Sowande also recorded at least one single on the Afro-Caribbean Melodisc label, the track being "Ihin Rere" and Igi T'Olorun". He is also reputed to have dedicated a substantial part of his musical career to playing for charity, entertaining an elderly audience, as a duo with Rita Cann, travelling around the UK for this purpose. His other compositions including the song "Ara Eyo".

He was also reputed to have written several short plays.

== Legal career ==
Sowande was called to the Bar in February 1952 and, upon completing his pupillage, was informed by his mentor and Master of Chambers, Jeffrey Howard (later Judge Jeffrey Howard) that he had been offered a full tenancy at the prestigious 3 Kings Bench Walk chambers. This was unexpected. Tenancies in prestigious Chambers were not available to Black barristers due to a colour bar effectively operating. Sowande had aimed to pursue his musical career on completion of his studies and initially refused but subsequently accepted after pressure from his Pupil Master.
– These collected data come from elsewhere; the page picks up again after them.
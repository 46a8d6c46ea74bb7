// Keywatch Engine — Embedding Client
//
// Calls the embedding server to produce vector representations of message
// text. Used by the semantic matcher as the second cascade stage.
//
// The server is an operational dependency, not a correctness one: when it is
// unreachable, subscriptions fall back to lexical-only matching. A health
// probe result is cached for ~60 s so a chronically-down server does not
// stall every message with a connect timeout.

use crate::atoms::constants::EMBEDDING_HEALTH_TTL_SECS;
use crate::atoms::error::{EngineError, EngineResult};
use log::{debug, info, warn};
use parking_lot::Mutex;
use serde_json::{json, Value};
use std::time::{Duration, Instant};

/// Cached outcome of the most recent reachability check.
struct HealthProbe {
    reachable: bool,
    checked_at: Instant,
}

/// Embedding client — POSTs text, receives a vector.
pub struct EmbeddingClient {
    client: reqwest::Client,
    base_url: String,
    health: Mutex<Option<HealthProbe>>,
}

impl EmbeddingClient {
    pub fn new(base_url: &str) -> Self {
        EmbeddingClient {
            client: reqwest::Client::new(),
            base_url: base_url.trim_end_matches('/').to_string(),
            health: Mutex::new(None),
        }
    }

    /// Get the embedding vector for a text string.
    /// On transport failure the server is marked unreachable for the health
    /// interval, so subsequent messages skip the semantic stage cheaply.
    pub async fn embed(&self, text: &str) -> EngineResult<Vec<f32>> {
        let url = format!("{}/embed", self.base_url);
        let body = json!({ "text": text });

        let resp = self
            .client
            .post(&url)
            .json(&body)
            .timeout(Duration::from_secs(30))
            .send()
            .await
            .map_err(|e| {
                self.mark_unreachable();
                EngineError::Embedding(format!("server not reachable at {}: {}", self.base_url, e))
            })?;

        if !resp.status().is_success() {
            let status = resp.status();
            let text = resp.text().await.unwrap_or_default();
            return Err(EngineError::Embedding(format!("embed {} — {}", status, text)));
        }

        let v: Value = resp
            .json()
            .await
            .map_err(|e| EngineError::Embedding(format!("embed response: {}", e)))?;

        let embedding = v["embedding"]
            .as_array()
            .ok_or_else(|| EngineError::Embedding("no 'embedding' array in response".into()))?;

        let vec: Vec<f32> = embedding
            .iter()
            .filter_map(|v| v.as_f64().map(|f| f as f32))
            .collect();

        if vec.is_empty() {
            return Err(EngineError::Embedding("empty embedding vector".into()));
        }

        debug!("[embedding] Embedded {} chars into {} dims", text.len(), vec.len());
        Ok(vec)
    }

    /// Check whether the embedding server is reachable, with the result
    /// cached for the health interval.
    pub async fn is_reachable(&self) -> bool {
        {
            let cached = self.health.lock();
            if let Some(probe) = cached.as_ref() {
                if probe.checked_at.elapsed() < Duration::from_secs(EMBEDDING_HEALTH_TTL_SECS) {
                    return probe.reachable;
                }
            }
        }

        let url = format!("{}/health", self.base_url);
        let reachable = match self
            .client
            .get(&url)
            .timeout(Duration::from_secs(5))
            .send()
            .await
        {
            Ok(resp) => resp.status().is_success(),
            Err(_) => false,
        };

        if reachable {
            info!("[embedding] Server reachable at {}", self.base_url);
        } else {
            warn!(
                "[embedding] Server unreachable at {} — lexical-only for {}s",
                self.base_url, EMBEDDING_HEALTH_TTL_SECS
            );
        }
        *self.health.lock() = Some(HealthProbe { reachable, checked_at: Instant::now() });
        reachable
    }

    /// Cache unreachability without waiting for the next probe. Called when
    /// an embed request itself fails at the transport level.
    pub fn mark_unreachable(&self) {
        *self.health.lock() = Some(HealthProbe { reachable: false, checked_at: Instant::now() });
    }
}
Sowande went on to pursue a career at the Bar, specialising in criminal law. His only other Black contemporary at the Bar at the time being the Caribbean barrister Learie Constantine, who was a professional cricketer but practised law and had sued and won compensation from the Imperial Hotel, London in 1944 for having been barred "on the grounds of colour". Constantine later became Trinidadian High Commissioner to London and the UK's first Black peer.

Sowande handled a large number of complex criminal matters in the course of his career. He was often at the Central Criminal Court, Quarter Sessions, Chelmsford, St Albans, Hereford, Middlesex, and others and was on the county prosecutors list in Essex.

He rose to the rank of Head of Chambers at 3 Kings Bench Walk after several years in 1968, making him the first Black Head of a major Barrister's Chambers. In addition in April 1978, he became the first Black Deputy Circuit Judge (assistant Recorder) sitting initially at Snaresbrook and thereafter at 24 of the crown courts, including Croydon, Inner London and Knightsbridge.

In 1986, Sowande was recorded as a Bencher of the Inner Temple. Sowande was appointed a Recorder (Judge) of the Crown Court, from where he retired on or about 1989. This certainly is the authoritative view thus contradicting the Black Lawyers Directory claim that Dr John Roberts was the first Black Judge, since his appointment was only in 1985, whereas Sowande became a Deputy Recorder seven years prior to this. Roberts was most certainly the first Black Queen's Counsel, a rank which Sowande had striven for but did not attain before his death.

Sowande assisted the careers of several lawyers from minority backgrounds, including Kim Hollis QC, who was given her opportunity of Tenancy by Sowande and mentored her in the early stages of her career.

== Personal life and death ==
Socially, Sowande was an active a member of the Hurlingham Club, Justice, Concert Artiste's Association, several Theatrical Societies, lifelong member of Marylebone Cricket Club and Crystal Palace Football Club.

Sowande died in 1996 at the age of 84.

== Commemoration ==
In 2017, a play about Sowande, Just an Ordinary Lawyer, was created by Tayo Aluko.